Oh, what we wouldn’t give for our skin to be like a dry-erase board. Acne scars? Sun damage? Deep wrinkles? Swipe them with some felt and start anew. Unfortunately, dry-erase isn’t an effective skin treatment. To undo the past, you’ll need something a little stronger. Actually, a lot stronger — like an alpha hydroxy or even phenol peel.
Chemical peels are the closest you’ll get to a blank slate treatment, and they’re exactly what they sound like. A chemical is applied to your skin to loosen the bonds holding dead skin cells to your face, allowing them to fall off and reveal newer, undamaged skin cells. But not all chemicals are created equal — a dry eraser can swipe off the first few layers of marker, but Windex is needed to penetrate multiple passes of ink. Likewise with chemical peels. Many AHA (alpha hydroxy acid) peels and BHA (beta hydroxy acid) peels are mild and can even be performed at home. Their results are also relatively mild, and downtime is little to none. Phenol peels, however, are at the complete opposite end of the spectrum — they can wipe away a lot. And could never happen in your bathroom.
“A phenol peel is one the strongest peels available,” says Blair Murphy-Rose, MD, a board-certified dermatologist based in New York City. So strong, in fact, that it’s sometimes administered under IV sedation. Without it, the pain would be pretty terrible, even with a topical numbing cream. And due to the corrosive strength of the phenol, a full recovery can take months (and the early phases can be a little er — gruesome).
Meet the experts:
- Tanuj Nakra, MD, is a double board-certified facial and ophthalmic plastic surgeon in Austin, Texas.
- Blair Murphy-Rose, MD, is a board-certified dermatologist in New York City.
- Melissa Doft, MD, is a double board-certified plastic surgeon in New York City.

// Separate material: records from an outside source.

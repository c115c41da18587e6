//! Configuration for the governance layer.
//!
//! Safety settings come from the environment (optionally seeded from a
//! `.env` file). Permission rules live in a separate YAML file loaded by
//! [`crate::permissions::PermissionStore`].

use std::path::PathBuf;

use serde::{Deserialize, Serialize};

use crate::error::ConfigError;
use crate::logging::LogFormat;
use crate::safety::RiskLevel;

/// Default location of the permission rule file.
pub const DEFAULT_PERMISSIONS_PATH: &str = "config/permissions.yaml";

/// Which risk levels are allowed to execute (`true` = allowed).
#[derive(Debug, Clone, Copy, PartialEq, Eq, Serialize, Deserialize)]
pub struct RiskThresholds {
    /// Whether `Low` risk queries may run.
    pub low: bool,
    /// Whether `Medium` risk queries may run.
    pub medium: bool,
    /// Whether `High` risk queries may run.
    pub high: bool,
    /// Whether `Critical` risk queries may run.
    pub critical: bool,
}

impl RiskThresholds {
    /// Allow every level up to and including `max`.
    pub fn allow_up_to(max: RiskLevel) -> Self {
        Self {
            low: RiskLevel::Low <= max,
            medium: RiskLevel::Medium <= max,
            high: RiskLevel::High <= max,
            critical: RiskLevel::Critical <= max,
        }
    }

    /// Whether a query assessed at `level` may run.
    pub fn allows(&self, level: RiskLevel) -> bool {
        match level {
            RiskLevel::Low => self.low,
            RiskLevel::Medium => self.medium,
            RiskLevel::High => self.high,
            RiskLevel::Critical => self.critical,
        }
    }
}

impl Default for RiskThresholds {
    fn default() -> Self {
        Self::allow_up_to(RiskLevel::Medium)
    }
}

/// Base confidence per PII type, before plausibility discounts.
#[derive(Debug, Clone, PartialEq, Serialize, Deserialize)]
#[serde(default)]
pub struct PiiConfidence {
    pub email: f64,
    pub phone: f64,
    pub national_id: f64,
    pub payment_card: f64,
    pub ip_address: f64,
    pub url: f64,
    /// Multiplier for phone numbers that do not have exactly ten digits.
    pub phone_digit_penalty: f64,
    /// Multiplier for national IDs failing the structural check.
    pub national_id_penalty: f64,
}

impl Default for PiiConfidence {
    fn default() -> Self {
        Self {
            email: 0.9,
            phone: 0.8,
            national_id: 0.95,
            payment_card: 0.9,
            ip_address: 0.7,
            url: 0.6,
            phone_digit_penalty: 0.5,
            national_id_penalty: 0.3,
        }
    }
}

/// Confidence tier per injection rule family.
#[derive(Debug, Clone, PartialEq, Serialize, Deserialize)]
#[serde(default)]
pub struct InjectionConfidence {
    pub stacked_query: f64,
    pub union_select: f64,
    pub comment: f64,
    pub tautology: f64,
    pub timing: f64,
    pub exec: f64,
    pub keyword: f64,
}

impl Default for InjectionConfidence {
    fn default() -> Self {
        Self {
            stacked_query: 0.95,
            union_select: 0.95,
            comment: 0.9,
            tautology: 0.85,
            timing: 0.9,
            exec: 0.95,
            keyword: 0.7,
        }
    }
}

/// Maps the strongest injection confidence onto a risk level.
#[derive(Debug, Clone, PartialEq, Serialize, Deserialize)]
#[serde(default)]
pub struct InjectionRiskCutoffs {
    /// Confidence strictly above this is `Critical`.
    pub critical_above: f64,
    /// Confidence at or above this is `High`; anything lower is `Medium`.
    pub high_at_least: f64,
}

impl InjectionRiskCutoffs {
    /// Risk level for an injection hit of `confidence`.
    ///
    /// With the defaults a bare keyword hit (0.7) is `Medium` and stays
    /// executable, so ordinary `SELECT`s are not blocked. This is a
    /// deliberate departure from treating every injection hit as at least
    /// `High`; set `high_at_least` to `0.0` to get that stricter mapping.
    pub fn risk_for(&self, confidence: f64) -> RiskLevel {
        if confidence > self.critical_above {
            RiskLevel::Critical
        } else if confidence >= self.high_at_least {
            RiskLevel::High
        } else {
            RiskLevel::Medium
        }
    }
}

impl Default for InjectionRiskCutoffs {
    fn default() -> Self {
        Self {
            critical_above: 0.9,
            high_at_least: 0.85,
        }
    }
}

/// Risk assessor settings.
#[derive(Debug, Clone, PartialEq, Serialize, Deserialize)]
#[serde(default)]
pub struct SafetyConfig {
    pub max_query_complexity: u32,
    pub risk_thresholds: RiskThresholds,
    pub sensitive_tables: Vec<String>,
    pub sensitive_columns: Vec<String>,
    pub pii_confidence: PiiConfidence,
    /// PII hits with a confidence above this are `High`, otherwise `Medium`.
    pub pii_high_risk_above: f64,
    pub injection_confidence: InjectionConfidence,
    pub injection_risk: InjectionRiskCutoffs,
    pub redaction_token: String,
}

impl Default for SafetyConfig {
    fn default() -> Self {
        Self {
            max_query_complexity: 100,
            risk_thresholds: RiskThresholds::default(),
            sensitive_tables: Vec::new(),
            sensitive_columns: Vec::new(),
            pii_confidence: PiiConfidence::default(),
            pii_high_risk_above: 0.8,
            injection_confidence: InjectionConfidence::default(),
            injection_risk: InjectionRiskCutoffs::default(),
            redaction_token: "[REDACTED]".to_string(),
        }
    }
}

impl SafetyConfig {
    /// Apply `SQLGOV_*` overrides found through `lookup` on top of the defaults.
    pub fn from_lookup<F>(lookup: F) -> Result<Self, ConfigError>
    where
        F: Fn(&str) -> Option<String>,
    {
        let mut config = Self::default();

        if let Some(raw) = lookup("SQLGOV_MAX_QUERY_COMPLEXITY") {
            config.max_query_complexity =
                raw.trim()
                    .parse()
                    .map_err(|e: std::num::ParseIntError| ConfigError::InvalidValue {
                        key: "SQLGOV_MAX_QUERY_COMPLEXITY".to_string(),
                        message: e.to_string(),
                    })?;
            if config.max_query_complexity == 0 {
                return Err(ConfigError::InvalidValue {
                    key: "SQLGOV_MAX_QUERY_COMPLEXITY".to_string(),
                    message: "must be greater than zero".to_string(),
                });
            }
        }

        if let Some(raw) = lookup("SQLGOV_MAX_ALLOWED_RISK") {
            let level: RiskLevel = raw.parse().map_err(|_| ConfigError::InvalidValue {
                key: "SQLGOV_MAX_ALLOWED_RISK".to_string(),
                message: format!("expected low|medium|high|critical, got '{raw}'"),
            })?;
            config.risk_thresholds = RiskThresholds::allow_up_to(level);
        }

        if let Some(raw) = lookup("SQLGOV_SENSITIVE_TABLES") {
            config.sensitive_tables = split_list(&raw);
        }
        if let Some(raw) = lookup("SQLGOV_SENSITIVE_COLUMNS") {
            config.sensitive_columns = split_list(&raw);
        }
        if let Some(raw) = lookup("SQLGOV_REDACTION_TOKEN") {
            if !raw.is_empty() {
                config.redaction_token = raw;
            }
        }

        Ok(config)
    }
}

/// Everything needed to construct a [`crate::SqlGovernance`] instance.
#[derive(Debug, Clone, PartialEq)]
pub struct GovernanceConfig {
    pub safety: SafetyConfig,
    pub permissions_path: PathBuf,
    pub log_format: LogFormat,
}

impl Default for GovernanceConfig {
    fn default() -> Self {
        Self {
            safety: SafetyConfig::default(),
            permissions_path: PathBuf::from(DEFAULT_PERMISSIONS_PATH),
            log_format: LogFormat::default(),
        }
    }
}

impl GovernanceConfig {
    /// Load from the process environment after reading `.env` if present.
    pub fn from_env() -> Result<Self, ConfigError> {
        let _ = dotenvy::dotenv();
        Self::from_lookup(|key| std::env::var(key).ok())
    }

    pub fn from_lookup<F>(lookup: F) -> Result<Self, ConfigError>
    where
        F: Fn(&str) -> Option<String>,
    {
        let safety = SafetyConfig::from_lookup(&lookup)?;
        let permissions_path = lookup("SQLGOV_PERMISSIONS_PATH")
            .filter(|p| !p.trim().is_empty())
            .map(PathBuf::from)
            .unwrap_or_else(|| PathBuf::from(DEFAULT_PERMISSIONS_PATH));
        let log_format = match lookup("SQLGOV_LOG_FORMAT") {
            Some(raw) => raw.parse()?,
            None => LogFormat::default(),
        };

        Ok(Self {
            safety,
            permissions_path,
            log_format,
        })
    }
}

fn split_list(raw: &str) -> Vec<String> {
    raw.split(',')
        .map(str::trim)
        .filter(|s| !s.is_empty())
        .map(str::to_string)
        .collect()
}

#[cfg(test)]
mod tests {
    use std::collections::HashMap;

    use super::*;

    fn lookup_from(pairs: &[(&str, &str)]) -> impl Fn(&str) -> Option<String> {
        let map: HashMap<String, String> = pairs
            .iter()
            .map(|(k, v)| (k.to_string(), v.to_string()))
            .collect();
        move |key| map.get(key).cloned()
    }

    #[test]
    fn test_default_thresholds_block_high_and_critical() {
        let thresholds = RiskThresholds::default();
        assert!(thresholds.allows(RiskLevel::Low));
        assert!(thresholds.allows(RiskLevel::Medium));
        assert!(!thresholds.allows(RiskLevel::High));
        assert!(!thresholds.allows(RiskLevel::Critical));
    }

    #[test]
    fn test_injection_risk_cutoffs() {
        let cutoffs = InjectionRiskCutoffs::default();
        assert_eq!(cutoffs.risk_for(0.95), RiskLevel::Critical);
        assert_eq!(cutoffs.risk_for(0.9), RiskLevel::High);
        assert_eq!(cutoffs.risk_for(0.85), RiskLevel::High);
        assert_eq!(cutoffs.risk_for(0.7), RiskLevel::Medium);

        let strict = InjectionRiskCutoffs {
            high_at_least: 0.0,
            ..InjectionRiskCutoffs::default()
        };
        assert_eq!(strict.risk_for(0.7), RiskLevel::High);
        assert_eq!(strict.risk_for(0.95), RiskLevel::Critical);
    }

    #[test]
    fn test_empty_environment_gives_defaults() {
        let config = GovernanceConfig::from_lookup(lookup_from(&[])).unwrap();
        assert_eq!(config, GovernanceConfig::default());
        assert_eq!(config.safety.max_query_complexity, 100);
        assert_eq!(config.safety.redaction_token, "[REDACTED]");
    }

    #[test]
    fn test_environment_overrides() {
        let config = GovernanceConfig::from_lookup(lookup_from(&[
            ("SQLGOV_MAX_QUERY_COMPLEXITY", "40"),
            ("SQLGOV_MAX_ALLOWED_RISK", "low"),
            ("SQLGOV_SENSITIVE_TABLES", "salaries, audit_log,"),
            ("SQLGOV_PERMISSIONS_PATH", "/etc/sqlgov/permissions.yaml"),
            ("SQLGOV_LOG_FORMAT", "json"),
        ]))
        .unwrap();

        assert_eq!(config.safety.max_query_complexity, 40);
        assert!(!config.safety.risk_thresholds.allows(RiskLevel::Medium));
        assert_eq!(config.safety.sensitive_tables, vec!["salaries", "audit_log"]);
        assert_eq!(
            config.permissions_path,
            PathBuf::from("/etc/sqlgov/permissions.yaml")
        );
        assert_eq!(config.log_format, LogFormat::Json);
    }

    #[test]
    fn test_invalid_complexity_is_rejected() {
        let err = SafetyConfig::from_lookup(lookup_from(&[(
            "SQLGOV_MAX_QUERY_COMPLEXITY",
            "lots",
        )]))
        .unwrap_err();
        assert!(err.to_string().contains("SQLGOV_MAX_QUERY_COMPLEXITY"));

        let err = SafetyConfig::from_lookup(lookup_from(&[("SQLGOV_MAX_QUERY_COMPLEXITY", "0")]))
            .unwrap_err();
        assert!(err.to_string().contains("greater than zero"));
    }

    #[test]
    fn test_invalid_risk_level_is_rejected() {
        let err =
            SafetyConfig::from_lookup(lookup_from(&[("SQLGOV_MAX_ALLOWED_RISK", "extreme")]))
                .unwrap_err();
        assert!(err.to_string().contains("extreme"));
    }

    #[test]
    fn test_safety_config_partial_yaml() {
        let config: SafetyConfig =
            serde_yaml::from_str("max_query_complexity: 50\npii_confidence:\n  url: 0.4\n")
                .unwrap();
        assert_eq!(config.max_query_complexity, 50);
        assert_eq!(config.pii_confidence.url, 0.4);
        assert_eq!(config.pii_confidence.email, 0.9);
        assert_eq!(config.risk_thresholds, RiskThresholds::default());
    }
}
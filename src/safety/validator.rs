//! Structural validation: complexity scoring, dangerous keywords and
//! sensitive-table references.

use aho_corasick::AhoCorasick;
use regex::Regex;

use crate::safety::types::{
    CheckDetails, RiskLevel, SafetyCheckResult, SafetyCheckType, SchemaInfo,
};

const DANGEROUS_KEYWORDS: [&str; 9] = [
    "drop", "truncate", "delete", "update", "insert", "alter", "create", "exec", "execute",
];

const SENSITIVE_NAME_FRAGMENTS: [&str; 9] = [
    "user",
    "password",
    "credential",
    "auth",
    "token",
    "key",
    "secret",
    "private",
    "confidential",
];

/// Weighted pattern contributing to the complexity score.
struct ScoreTerm {
    regex: Regex,
    weight: u32,
    /// Count every occurrence instead of scoring presence once.
    per_occurrence: bool,
}

pub struct QueryValidator {
    max_complexity_score: u32,
    terms: Vec<ScoreTerm>,
    dangerous: Vec<(&'static str, Regex)>,
    sensitive_fragments: AhoCorasick,
}

impl QueryValidator {
    pub fn new(max_complexity_score: u32) -> Self {
        let term = |pattern: &str, weight, per_occurrence| ScoreTerm {
            regex: Regex::new(&format!("(?i){pattern}")).expect("valid complexity regex"),
            weight,
            per_occurrence,
        };

        let terms = vec![
            term(r"\bselect\b", 10, false),
            term(r"\bjoin\b", 15, true),
            term(r"\(", 10, true),
            term(r"\bunion\b", 20, true),
            term(r"\bgroup\s+by\b", 10, false),
            term(r"\border\s+by\b", 5, false),
            term(r"\bhaving\b", 10, false),
            term(r"\bcase\b", 5, true),
            term(r"\bover\s*\(|\bwindow\b", 15, false),
        ];

        let dangerous = DANGEROUS_KEYWORDS
            .iter()
            .map(|kw| {
                let regex = Regex::new(&format!(r"(?i)\b{kw}\b")).expect("valid keyword regex");
                (*kw, regex)
            })
            .collect();

        let sensitive_fragments = AhoCorasick::builder()
            .ascii_case_insensitive(true)
            .build(SENSITIVE_NAME_FRAGMENTS)
            .expect("Failed to build sensitive-name matcher");

        Self {
            max_complexity_score: max_complexity_score.max(1),
            terms,
            dangerous,
            sensitive_fragments,
        }
    }

    pub fn max_complexity_score(&self) -> u32 {
        self.max_complexity_score
    }

    /// Additive complexity score for `query`.
    pub fn complexity(&self, query: &str) -> u32 {
        let structural: u32 = self
            .terms
            .iter()
            .map(|t| {
                let hits = if t.per_occurrence {
                    t.regex.find_iter(query).count() as u32
                } else {
                    u32::from(t.regex.is_match(query))
                };
                t.weight * hits
            })
            .sum();

        let length = (query.len() / 100).min(20) as u32;
        structural + length
    }

    /// Dangerous keywords present in `query`, in list order.
    pub fn dangerous_operations(&self, query: &str) -> Vec<String> {
        self.dangerous
            .iter()
            .filter(|(_, regex)| regex.is_match(query))
            .map(|(kw, _)| kw.to_string())
            .collect()
    }

    /// Tables from `schema` that are referenced by `query` and carry a
    /// sensitive name fragment.
    pub fn sensitive_tables(&self, query: &str, schema: &SchemaInfo) -> Vec<String> {
        let query_lower = query.to_lowercase();
        schema
            .tables
            .iter()
            .map(|t| t.name.to_lowercase())
            .filter(|name| !name.is_empty() && query_lower.contains(name.as_str()))
            .filter(|name| self.sensitive_fragments.is_match(name))
            .collect()
    }

    pub fn validate(&self, query: &str, schema: Option<&SchemaInfo>) -> SafetyCheckResult {
        let max = self.max_complexity_score;
        let mut issues = Vec::new();

        let score = self.complexity(query);
        if score > max {
            issues.push(format!("Query complexity too high: {score}"));
        }

        let dangerous_operations = self.dangerous_operations(query);
        issues.extend(
            dangerous_operations
                .iter()
                .map(|op| format!("Dangerous operation detected: {op}")),
        );

        if let Some(schema) = schema {
            issues.extend(
                self.sensitive_tables(query, schema)
                    .into_iter()
                    .map(|t| format!("Access to sensitive table: {t}")),
            );
        }

        let score_f = f64::from(score);
        let max_f = f64::from(max);
        let risk_level = if score_f > max_f * 0.8 || !dangerous_operations.is_empty() {
            RiskLevel::High
        } else if score_f > max_f * 0.5 {
            RiskLevel::Medium
        } else {
            RiskLevel::Low
        };

        let passed = issues.is_empty();
        let confidence = if passed {
            0.9
        } else {
            (1.0 - issues.len() as f64 * 0.2).max(0.1)
        };
        let message = if passed {
            "Query validation completed".to_string()
        } else {
            format!("Query validation failed: {}", issues.join("; "))
        };

        SafetyCheckResult::new(
            SafetyCheckType::QueryComplexity,
            passed,
            risk_level,
            confidence,
            message,
            CheckDetails::Complexity {
                complexity_score: score,
                max_complexity: max,
                issues,
                dangerous_operations,
            },
        )
    }
}

impl Default for QueryValidator {
    fn default() -> Self {
        Self::new(100)
    }
}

Phenol peels have been administered since the 1920s and were once the only option for smoothing coarse wrinkles or acne scars. But they’ve become a less and less common offering in doctors’ offices ever since ablative lasers (like the CO2 and YAG) arrived on the scene in the 1990s. In fact, while the American Society of Plastic Surgeons reports that nearly 1.4 million chemical peels were performed in 2019, New York City-based plastic surgeon Dr. Melissa Doft says she is rarely asked about phenol peels. In recent memory, she says, there has only been one patient who wanted one — because her mother had seen dramatic results years ago.
While it is generally viewed as a last-resort treatment for serious damage, a phenol peel can bring you lasting results — the clean slate you’ve been dreaming of. So is it worth the risk and recovery? We asked the pros to tell us more about phenol peels, what to expect, and if there are better alternatives.
In this story:
What is a phenol peel?
Let’s start with the basics: What is phenol? “Phenol is an organic molecule derived from petroleum derivatives,” says Tanuj Nakra, MD, a double board-certified facial and ophthalmic plastic surgeon in Austin, Texas. “It is used in aesthetics because of its ability to penetrate deep into the skin — causing a controlled injury that when healed, can produce dramatic improvements in facial wrinkles.”